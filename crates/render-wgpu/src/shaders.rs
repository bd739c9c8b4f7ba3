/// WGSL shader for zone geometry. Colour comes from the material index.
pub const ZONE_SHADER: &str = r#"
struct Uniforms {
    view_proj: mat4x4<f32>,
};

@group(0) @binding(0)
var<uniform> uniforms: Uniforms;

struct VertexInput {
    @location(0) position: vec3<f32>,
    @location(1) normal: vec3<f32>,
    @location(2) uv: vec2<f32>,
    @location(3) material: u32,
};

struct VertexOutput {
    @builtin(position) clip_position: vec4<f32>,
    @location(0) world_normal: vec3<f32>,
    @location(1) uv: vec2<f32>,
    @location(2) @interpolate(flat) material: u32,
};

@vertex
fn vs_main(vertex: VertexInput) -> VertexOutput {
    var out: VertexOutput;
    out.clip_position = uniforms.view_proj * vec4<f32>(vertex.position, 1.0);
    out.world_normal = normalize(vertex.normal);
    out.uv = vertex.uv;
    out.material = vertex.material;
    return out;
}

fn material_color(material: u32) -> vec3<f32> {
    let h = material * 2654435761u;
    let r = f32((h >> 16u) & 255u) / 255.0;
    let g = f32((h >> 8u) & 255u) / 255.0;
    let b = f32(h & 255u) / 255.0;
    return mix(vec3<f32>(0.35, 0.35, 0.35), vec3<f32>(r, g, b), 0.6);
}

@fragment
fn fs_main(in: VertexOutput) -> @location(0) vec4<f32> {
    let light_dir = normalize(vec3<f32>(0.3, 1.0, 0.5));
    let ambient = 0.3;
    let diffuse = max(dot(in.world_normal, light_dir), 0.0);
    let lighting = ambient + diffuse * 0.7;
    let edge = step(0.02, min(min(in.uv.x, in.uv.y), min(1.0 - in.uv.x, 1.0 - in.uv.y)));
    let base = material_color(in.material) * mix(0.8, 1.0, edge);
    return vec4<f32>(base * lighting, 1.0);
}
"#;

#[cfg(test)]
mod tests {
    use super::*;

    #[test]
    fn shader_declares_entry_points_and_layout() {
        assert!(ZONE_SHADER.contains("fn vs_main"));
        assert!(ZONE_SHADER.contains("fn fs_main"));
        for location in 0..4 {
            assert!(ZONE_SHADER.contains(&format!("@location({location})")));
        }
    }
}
——
Exercise description:
Nothing but the lines from the one containing "let r = f32((h >> 16u) & 255u) / 255.0;" to the last line of the listing above belongs in the answer; restate each word for word.

Result of the exercise:
    let r = f32((h >> 16u) & 255u) / 255.0;
    let g = f32((h >> 8u) & 255u) / 255.0;
    let b = f32(h & 255u) / 255.0;
    return mix(vec3<f32>(0.35, 0.35, 0.35), vec3<f32>(r, g, b), 0.6);
}

@fragment
fn fs_main(in: VertexOutput) -> @location(0) vec4<f32> {
    let light_dir = normalize(vec3<f32>(0.3, 1.0, 0.5));
    let ambient = 0.3;
    let diffuse = max(dot(in.world_normal, light_dir), 0.0);
    let lighting = ambient + diffuse * 0.7;
    let edge = step(0.02, min(min(in.uv.x, in.uv.y), min(1.0 - in.uv.x, 1.0 - in.uv.y)));
    let base = material_color(in.material) * mix(0.8, 1.0, edge);
    return vec4<f32>(base * lighting, 1.0);
}
"#;

#[cfg(test)]
mod tests {
    use super::*;

    #[test]
    fn shader_declares_entry_points_and_layout() {
        assert!(ZONE_SHADER.contains("fn vs_main"));
        assert!(ZONE_SHADER.contains("fn fs_main"));
        for location in 0..4 {
            assert!(ZONE_SHADER.contains(&format!("@location({location})")));
        }
    }
}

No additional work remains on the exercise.